En tant que régu­la­teur, la CNIL exerce qua­tre mis­sions : elle informe les per­son­nes de leurs droits, elle accom­pa­gne les organ­ismes dans leur mise en con­for­mité, puis en con­trepar­tie les con­trôle, voire les sanc­tionne, et elle exerce un rôle de veille qui lui per­met de dia­loguer avec les écosys­tèmes d’innovation du numérique, des chercheurs aux startups. 

Un pre­mier cas pra­tique pou­vant illus­tr­er cette action est celui de la pub­lic­ité en ligne, secteur clé de mise en con­for­mité depuis 2018, avec plus de 20 % des plaintes annuelles liées au mar­ket­ing. Sans atten­dre l’adoption du règle­ment ePri­va­cy [qui pro­tège les com­mu­ni­ca­tions privées des citoyens européens de toute ingérence], la CNIL a adop­té une démarche de régu­la­tion prag­ma­tique en plusieurs étapes, en con­cer­ta­tion avec les acteurs con­cernés. Deux règles fon­da­men­tales en matière de dépôt de cook­ies en résul­tent : la clarté de l’information et l’égale facil­ité de les accepter ou les refuser.
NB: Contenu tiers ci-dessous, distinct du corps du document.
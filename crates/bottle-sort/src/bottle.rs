//! A single bottle: an ordered stack of color units, bottom to top.
//!
//! This is the only place units physically move. Everything above it
//! (states, move generation, search) decides *which* pours to make.

use std::fmt;

use smallvec::SmallVec;

use crate::error::PuzzleError;
use crate::puzzle::{Color, Palette};

/// Maximum number of units a bottle can hold
pub const CAPACITY: usize = 4;

/// An ordered stack of colors, bottom first.
///
/// Equality, hashing and ordering look at contents only. Slot identity is
/// tracked by [`crate::state::BottleId`], never by the bottle value.
#[derive(Debug, Clone, Default, PartialEq, Eq, Hash, PartialOrd, Ord)]
pub struct Bottle {
    contents: SmallVec<[Color; CAPACITY]>,
}

impl Bottle {
    /// Build a bottle from bottom-to-top contents.
    pub fn new(contents: impl IntoIterator<Item = Color>) -> Result<Self, PuzzleError> {
        let contents: SmallVec<[Color; CAPACITY]> = contents.into_iter().collect();
        if contents.len() > CAPACITY {
            return Err(PuzzleError::Validation {
                index: None,
                len: contents.len(),
                capacity: CAPACITY,
            });
        }
        Ok(Self { contents })
    }

    pub fn empty() -> Self {
        Self::default()
    }

    pub fn contents(&self) -> &[Color] {
        &self.contents
    }

    pub fn len(&self) -> usize {
        self.contents.len()
    }

    pub fn is_empty(&self) -> bool {
        self.contents.is_empty()
    }

    pub fn is_full(&self) -> bool {
        self.contents.len() == CAPACITY
    }

    pub fn top_color(&self) -> Option<Color> {
        self.contents.last().copied()
    }

    /// Number of contiguous units at the top sharing the top color
    pub fn top_run_length(&self) -> usize {
        let Some(top) = self.top_color() else {
            return 0;
        };
        self.contents
            .iter()
            .rev()
            .take_while(|&&color| color == top)
            .count()
    }

    pub fn is_single_color(&self) -> bool {
        self.top_run_length() == self.len()
    }

    /// Solved bottles are either empty or full of a single color.
    pub fn is_solved(&self) -> bool {
        self.is_empty() || (self.is_full() && self.is_single_color())
    }

    /// Whether `source` may be poured into `self`.
    ///
    /// Either side being empty is always allowed. Otherwise the top colors
    /// must match and the whole top run of `source` has to fit.
    pub fn can_combine(&self, source: &Bottle) -> bool {
        if self.is_empty() || source.is_empty() {
            return true;
        }
        self.top_color() == source.top_color()
            && self.len() + source.top_run_length() <= CAPACITY
    }

    /// Pour the top run of `source` onto `self`.
    pub fn combine(&mut self, source: &mut Bottle) -> Result<(), PuzzleError> {
        if !self.can_combine(source) {
            return Err(PuzzleError::invalid_move(format!(
                "cannot pour {} units into a bottle holding {}",
                source.top_run_length(),
                self.len()
            )));
        }

        let Some(color) = source.top_color() else {
            return Ok(());
        };
        let run = source.top_run_length();

        self.contents.extend(std::iter::repeat(color).take(run));
        source.contents.truncate(source.len() - run);
        Ok(())
    }

    /// Render as `<red,red,blue>` using palette names.
    pub fn fingerprint<'a>(&'a self, palette: &'a Palette) -> Fingerprint<'a> {
        Fingerprint {
            bottle: self,
            palette,
        }
    }
}

/// Display adapter returned by [`Bottle::fingerprint`]
#[derive(Debug, Clone, Copy)]
pub struct Fingerprint<'a> {
    bottle: &'a Bottle,
    palette: &'a Palette,
}

impl fmt::Display for Fingerprint<'_> {
    fn fmt(&self, f: &mut fmt::Formatter<'_>) -> fmt::Result {
        f.write_str("<")?;
        for (i, color) in self.bottle.contents.iter().enumerate() {
            if i > 0 {
                f.write_str(",")?;
            }
            write!(f, "{}", self.palette.name(*color))?;
        }
        f.write_str(">")
    }
}

#[cfg(test)]
mod tests {
    use super::*;

    const RED: Color = Color::new(0);
    const BLUE: Color = Color::new(1);

    fn bottle(colors: &[Color]) -> Bottle {
        Bottle::new(colors.iter().copied()).unwrap()
    }

    #[test]
    fn test_top_run_and_color() {
        let b = bottle(&[RED, RED, BLUE, BLUE]);
        assert_eq!(b.top_run_length(), 2);
        assert_eq!(b.top_color(), Some(BLUE));
        assert!(b.is_full());
        assert!(!b.is_single_color());

        let empty = Bottle::empty();
        assert_eq!(empty.top_run_length(), 0);
        assert_eq!(empty.top_color(), None);
        assert!(empty.is_single_color());
        assert!(empty.is_solved());
    }

    #[test]
    fn test_construction_over_capacity_rejected() {
        let err = Bottle::new([RED; 5]).unwrap_err();
        assert_eq!(
            err,
            PuzzleError::Validation {
                index: None,
                len: 5,
                capacity: CAPACITY
            }
        );
    }

    #[test]
    fn test_can_combine_rules() {
        let empty = Bottle::empty();
        let red = bottle(&[BLUE, RED]);
        let blue = bottle(&[RED, BLUE]);

        assert!(empty.can_combine(&red));
        assert!(red.can_combine(&empty));
        assert!(!red.can_combine(&blue));
        assert!(!blue.can_combine(&red));

        let two_red = bottle(&[RED, RED]);
        assert!(red.can_combine(&two_red));
        let three_red = bottle(&[BLUE, RED, RED, RED]);
        assert!(!red.can_combine(&three_red));
    }

    #[test]
    fn test_full_bottle_rejects_non_empty_sources() {
        let full = bottle(&[RED, RED, RED, RED]);
        assert!(!full.can_combine(&bottle(&[RED])));
        assert!(!full.can_combine(&bottle(&[BLUE])));
        assert!(full.can_combine(&Bottle::empty()));
    }

    #[test]
    fn test_combine_moves_whole_run() {
        let mut dest = Bottle::empty();
        let mut source = bottle(&[RED, RED, BLUE, BLUE]);
        dest.combine(&mut source).unwrap();

        assert_eq!(dest.contents(), &[BLUE, BLUE]);
        assert_eq!(source.contents(), &[RED, RED]);
    }

    #[test]
    fn test_combine_with_empty_source_is_noop() {
        let mut dest = bottle(&[RED]);
        let mut source = Bottle::empty();
        dest.combine(&mut source).unwrap();

        assert_eq!(dest.contents(), &[RED]);
        assert!(source.is_empty());
    }

    #[test]
    fn test_combine_illegal_pair_fails() {
        let mut dest = bottle(&[RED]);
        let mut source = bottle(&[BLUE]);
        let err = dest.combine(&mut source).unwrap_err();

        assert!(matches!(err, PuzzleError::InvalidMove { .. }));
        assert_eq!(dest.contents(), &[RED]);
        assert_eq!(source.contents(), &[BLUE]);
    }

    #[test]
    fn test_combine_full_run_into_empty() {
        let mut dest = Bottle::empty();
        let mut source = bottle(&[RED; CAPACITY]);
        dest.combine(&mut source).unwrap();

        assert!(dest.is_full());
        assert!(source.is_empty());
    }

    #[test]
    fn test_fingerprint_uses_palette_names() {
        let mut palette = Palette::new();
        let red = palette.intern("red").unwrap();
        let blue = palette.intern("blue").unwrap();

        let b = bottle(&[red, red, blue]);
        assert_eq!(b.fingerprint(&palette).to_string(), "<red,red,blue>");
        assert_eq!(Bottle::empty().fingerprint(&palette).to_string(), "<>");
        assert_eq!(bottle(&[Color::new(7)]).fingerprint(&palette).to_string(), "<#7>");
    }
}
Un autre champ pri­or­i­taire déjà évo­qué est la cyber­sécu­rité. La CNIL, en com­plé­ment de l’action d’autres acteurs comme l’ANSSI, accom­pa­gne au quo­ti­di­en les entre­pris­es dans leur bonne hygiène infor­ma­tique qui, out­re son car­ac­tère oblig­a­toire, est dev­enue un con­sid­érable atout stratégique. Elle met ain­si à dis­po­si­tion sur son site de nom­breuses ressources péd­a­gogiques, comme des bonnes pra­tiques en matière de télé­tra­vail à des­ti­na­tion des par­ti­c­uliers et des pro­fes­sion­nels, afin de déploy­er une cul­ture numérique commune. 

Dernier exem­ple, celui de l’intelligence arti­fi­cielle. La CNIL est très active dans ce domaine, tant sur les plans juridique et infor­ma­tique que de manière prospec­tive et éthique. Elle organ­ise annuelle­ment l’événement « air, Avenirs, Inno­va­tions, Révo­lu­tions », pour réfléchir aux ques­tions de société soulevées par les nou­velles tech­nolo­gies, dont le rap­port IA et algo­rithmes : per­me­t­tre à l’homme de garder la main a découlé. Celui-ci met­tait en évi­dence le panora­ma des ques­tions soulevées par l’intelligence arti­fi­cielle et pro­po­sait un cer­tain nom­bre de recom­man­da­tions, dont les principes de loy­auté et de vig­i­lance, qui s’inscrivent dans une nou­velle généra­tion de garanties et de droits fon­da­men­taux à l’ère numérique. La CNIL a égale­ment pub­lié une con­tri­bu­tion de méth­ode au débat com­plexe de la recon­nais­sance faciale, en plus de ses cahiers Inno­va­tion & Prospec­tive réguliers et de sa nou­velle col­lec­tion de livres blancs, dont le pre­mier traitait des assis­tants vocaux. 

En tout état de cause, le développe­ment du numérique a pro­fondé­ment mod­i­fié notre économie, mais aus­si notre l’organisation de nos sociétés et insti­tu­tions poli­tiques. Inter­net n’étant pas un lieu mais un lien, par lequel s’effectuent d’innombrables traite­ments et trans­ferts inter­na­tionaux de don­nées, c’est finale­ment la capac­ité des États à faire respecter leurs règles et leurs droits qui est en jeu. Face à ce défi, la CNIL a voca­tion à con­tribuer à une stratégie glob­ale d’affirmation d’une sou­veraineté numérique au niveau nation­al et, plus encore, au niveau européen.